• _Task brief_
Which lines of the entries below run from the one holding "let before = slots.len();" to the one holding "fn make_room(&self, slots: &mut", inclusive? Set down exactly those lines and no others.

• _Given data_
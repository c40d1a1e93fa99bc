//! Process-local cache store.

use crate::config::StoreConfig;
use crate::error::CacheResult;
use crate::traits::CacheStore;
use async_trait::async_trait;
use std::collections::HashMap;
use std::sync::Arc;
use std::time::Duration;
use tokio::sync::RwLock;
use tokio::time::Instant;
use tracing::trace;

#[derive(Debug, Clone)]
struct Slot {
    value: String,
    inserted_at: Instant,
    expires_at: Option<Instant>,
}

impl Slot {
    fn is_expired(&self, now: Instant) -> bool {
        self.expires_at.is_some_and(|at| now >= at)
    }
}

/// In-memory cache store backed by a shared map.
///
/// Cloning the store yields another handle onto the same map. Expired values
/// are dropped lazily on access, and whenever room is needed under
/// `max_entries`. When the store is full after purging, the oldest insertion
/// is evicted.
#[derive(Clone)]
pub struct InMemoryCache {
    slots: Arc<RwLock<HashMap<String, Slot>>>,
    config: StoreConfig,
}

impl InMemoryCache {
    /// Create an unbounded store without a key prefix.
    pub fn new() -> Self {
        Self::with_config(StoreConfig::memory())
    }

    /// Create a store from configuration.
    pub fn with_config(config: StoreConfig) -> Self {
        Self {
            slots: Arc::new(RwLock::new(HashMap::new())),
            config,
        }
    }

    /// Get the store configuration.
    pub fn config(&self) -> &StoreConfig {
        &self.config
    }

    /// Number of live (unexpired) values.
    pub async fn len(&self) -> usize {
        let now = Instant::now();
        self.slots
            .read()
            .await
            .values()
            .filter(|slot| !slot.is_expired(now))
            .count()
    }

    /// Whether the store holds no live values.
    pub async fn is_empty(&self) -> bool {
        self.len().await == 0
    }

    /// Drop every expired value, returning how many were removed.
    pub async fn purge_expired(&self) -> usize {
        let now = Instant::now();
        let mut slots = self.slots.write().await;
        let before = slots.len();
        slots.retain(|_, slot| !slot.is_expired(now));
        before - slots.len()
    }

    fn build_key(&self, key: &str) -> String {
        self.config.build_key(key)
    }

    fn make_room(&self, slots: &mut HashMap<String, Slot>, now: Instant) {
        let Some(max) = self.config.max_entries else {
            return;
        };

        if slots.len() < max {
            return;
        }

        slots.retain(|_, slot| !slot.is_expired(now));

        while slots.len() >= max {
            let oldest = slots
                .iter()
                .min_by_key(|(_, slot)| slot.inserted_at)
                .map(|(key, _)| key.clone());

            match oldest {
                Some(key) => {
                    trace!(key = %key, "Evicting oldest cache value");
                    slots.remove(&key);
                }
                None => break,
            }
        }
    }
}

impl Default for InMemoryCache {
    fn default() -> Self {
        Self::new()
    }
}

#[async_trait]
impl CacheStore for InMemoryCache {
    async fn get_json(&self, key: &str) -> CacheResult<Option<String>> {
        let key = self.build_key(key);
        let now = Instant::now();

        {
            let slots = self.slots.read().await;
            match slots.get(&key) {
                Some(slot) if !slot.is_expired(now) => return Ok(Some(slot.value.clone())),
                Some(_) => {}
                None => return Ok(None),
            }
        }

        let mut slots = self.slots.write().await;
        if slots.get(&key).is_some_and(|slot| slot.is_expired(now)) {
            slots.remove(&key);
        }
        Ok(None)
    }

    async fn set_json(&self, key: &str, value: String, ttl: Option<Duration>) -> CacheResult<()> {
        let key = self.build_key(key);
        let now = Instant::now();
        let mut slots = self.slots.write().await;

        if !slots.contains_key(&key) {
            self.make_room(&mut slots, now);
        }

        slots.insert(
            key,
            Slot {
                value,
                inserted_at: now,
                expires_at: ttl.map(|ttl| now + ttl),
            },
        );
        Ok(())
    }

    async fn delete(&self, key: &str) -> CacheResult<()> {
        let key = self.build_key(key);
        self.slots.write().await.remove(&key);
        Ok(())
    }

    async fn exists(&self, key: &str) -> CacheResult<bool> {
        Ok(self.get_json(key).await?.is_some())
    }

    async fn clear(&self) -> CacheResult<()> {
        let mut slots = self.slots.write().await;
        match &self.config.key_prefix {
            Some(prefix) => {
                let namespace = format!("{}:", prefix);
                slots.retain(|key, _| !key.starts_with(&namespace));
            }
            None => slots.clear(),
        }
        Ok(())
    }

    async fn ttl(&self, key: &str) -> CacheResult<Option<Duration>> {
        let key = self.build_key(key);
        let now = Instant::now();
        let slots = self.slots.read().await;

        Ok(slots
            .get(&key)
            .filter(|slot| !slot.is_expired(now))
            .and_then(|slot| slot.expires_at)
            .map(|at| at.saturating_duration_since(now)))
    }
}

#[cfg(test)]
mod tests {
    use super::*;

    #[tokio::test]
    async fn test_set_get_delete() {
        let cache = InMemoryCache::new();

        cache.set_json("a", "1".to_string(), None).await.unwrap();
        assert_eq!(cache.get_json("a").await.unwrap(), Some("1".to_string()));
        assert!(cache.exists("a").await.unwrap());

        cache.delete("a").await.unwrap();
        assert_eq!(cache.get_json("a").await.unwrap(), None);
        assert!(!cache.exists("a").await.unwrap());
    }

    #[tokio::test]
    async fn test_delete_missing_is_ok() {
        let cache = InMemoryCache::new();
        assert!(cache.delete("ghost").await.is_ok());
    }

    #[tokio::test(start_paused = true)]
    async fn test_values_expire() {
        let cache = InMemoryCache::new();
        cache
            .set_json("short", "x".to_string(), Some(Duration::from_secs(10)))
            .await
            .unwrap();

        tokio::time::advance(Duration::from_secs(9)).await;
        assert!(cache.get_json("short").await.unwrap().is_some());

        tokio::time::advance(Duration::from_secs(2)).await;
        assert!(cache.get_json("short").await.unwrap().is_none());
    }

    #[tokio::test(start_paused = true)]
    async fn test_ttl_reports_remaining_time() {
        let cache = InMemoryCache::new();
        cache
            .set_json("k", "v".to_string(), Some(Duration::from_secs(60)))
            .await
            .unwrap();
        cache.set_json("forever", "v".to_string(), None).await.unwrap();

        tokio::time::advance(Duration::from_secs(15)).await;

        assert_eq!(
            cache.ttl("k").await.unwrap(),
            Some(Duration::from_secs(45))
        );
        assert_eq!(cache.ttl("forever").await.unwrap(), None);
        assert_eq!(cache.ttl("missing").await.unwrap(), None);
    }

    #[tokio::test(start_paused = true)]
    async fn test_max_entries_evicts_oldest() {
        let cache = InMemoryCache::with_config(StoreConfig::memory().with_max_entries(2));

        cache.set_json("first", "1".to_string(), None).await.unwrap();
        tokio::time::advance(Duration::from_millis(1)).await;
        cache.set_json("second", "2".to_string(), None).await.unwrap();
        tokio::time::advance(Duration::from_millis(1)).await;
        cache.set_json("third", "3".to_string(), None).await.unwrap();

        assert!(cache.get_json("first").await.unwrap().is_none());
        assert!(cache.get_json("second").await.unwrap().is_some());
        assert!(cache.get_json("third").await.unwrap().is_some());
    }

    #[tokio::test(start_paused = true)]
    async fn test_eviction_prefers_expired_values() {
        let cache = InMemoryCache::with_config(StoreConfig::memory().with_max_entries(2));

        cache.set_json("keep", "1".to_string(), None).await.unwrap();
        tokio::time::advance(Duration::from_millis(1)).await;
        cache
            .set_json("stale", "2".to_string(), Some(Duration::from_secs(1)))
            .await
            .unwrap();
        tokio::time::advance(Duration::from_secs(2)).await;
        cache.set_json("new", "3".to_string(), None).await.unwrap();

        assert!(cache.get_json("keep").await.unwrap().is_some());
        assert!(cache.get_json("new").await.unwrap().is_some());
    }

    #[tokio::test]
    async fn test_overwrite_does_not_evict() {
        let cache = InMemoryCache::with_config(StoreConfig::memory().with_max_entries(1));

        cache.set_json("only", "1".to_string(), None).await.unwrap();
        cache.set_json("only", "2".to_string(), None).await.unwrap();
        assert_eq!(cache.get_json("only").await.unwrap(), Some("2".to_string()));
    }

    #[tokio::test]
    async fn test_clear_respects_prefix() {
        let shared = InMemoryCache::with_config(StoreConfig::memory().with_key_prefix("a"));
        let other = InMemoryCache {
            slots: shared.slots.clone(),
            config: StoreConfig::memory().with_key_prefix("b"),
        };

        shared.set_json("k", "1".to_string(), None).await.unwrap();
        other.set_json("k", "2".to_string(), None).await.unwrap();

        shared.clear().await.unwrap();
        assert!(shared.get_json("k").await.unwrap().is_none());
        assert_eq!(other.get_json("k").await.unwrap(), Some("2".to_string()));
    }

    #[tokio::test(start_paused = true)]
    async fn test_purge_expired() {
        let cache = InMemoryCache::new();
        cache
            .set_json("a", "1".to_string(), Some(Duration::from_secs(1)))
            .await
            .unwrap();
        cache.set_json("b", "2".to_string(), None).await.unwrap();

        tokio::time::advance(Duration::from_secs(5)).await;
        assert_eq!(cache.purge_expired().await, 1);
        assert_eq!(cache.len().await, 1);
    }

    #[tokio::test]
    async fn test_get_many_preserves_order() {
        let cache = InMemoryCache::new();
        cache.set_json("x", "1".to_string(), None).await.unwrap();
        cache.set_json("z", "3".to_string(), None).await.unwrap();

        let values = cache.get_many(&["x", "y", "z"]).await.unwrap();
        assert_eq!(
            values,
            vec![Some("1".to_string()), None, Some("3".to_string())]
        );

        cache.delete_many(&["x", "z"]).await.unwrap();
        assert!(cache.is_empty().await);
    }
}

• _Reply_
        let before = slots.len();
        slots.retain(|_, slot| !slot.is_expired(now));
        before - slots.len()
    }

    fn build_key(&self, key: &str) -> String {
        self.config.build_key(key)
    }

    fn make_room(&self, slots: &mut HashMap<String, Slot>, now: Instant) {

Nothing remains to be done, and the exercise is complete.